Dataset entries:
.....

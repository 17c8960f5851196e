use thiserror::Error;

/// Errors produced by entity type operations.
#[derive(Debug, Error, PartialEq, Eq)]
pub enum TypeError {
    #[error("entity record must be a JSON object, got {0}")]
    NotAnObject(&'static str),

    #[error("serialization error: {0}")]
    Serialization(String),
}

.....

#### [ABOUT THIS EXERCISE]
Looking at the records above, please output exactly the lines that run from the one holding "record must be" to the final line, and only those.

#### [OUTPUT OF THE TASK]
    #[error("entity record must be a JSON object, got {0}")]
    NotAnObject(&'static str),

    #[error("serialization error: {0}")]
    Serialization(String),
}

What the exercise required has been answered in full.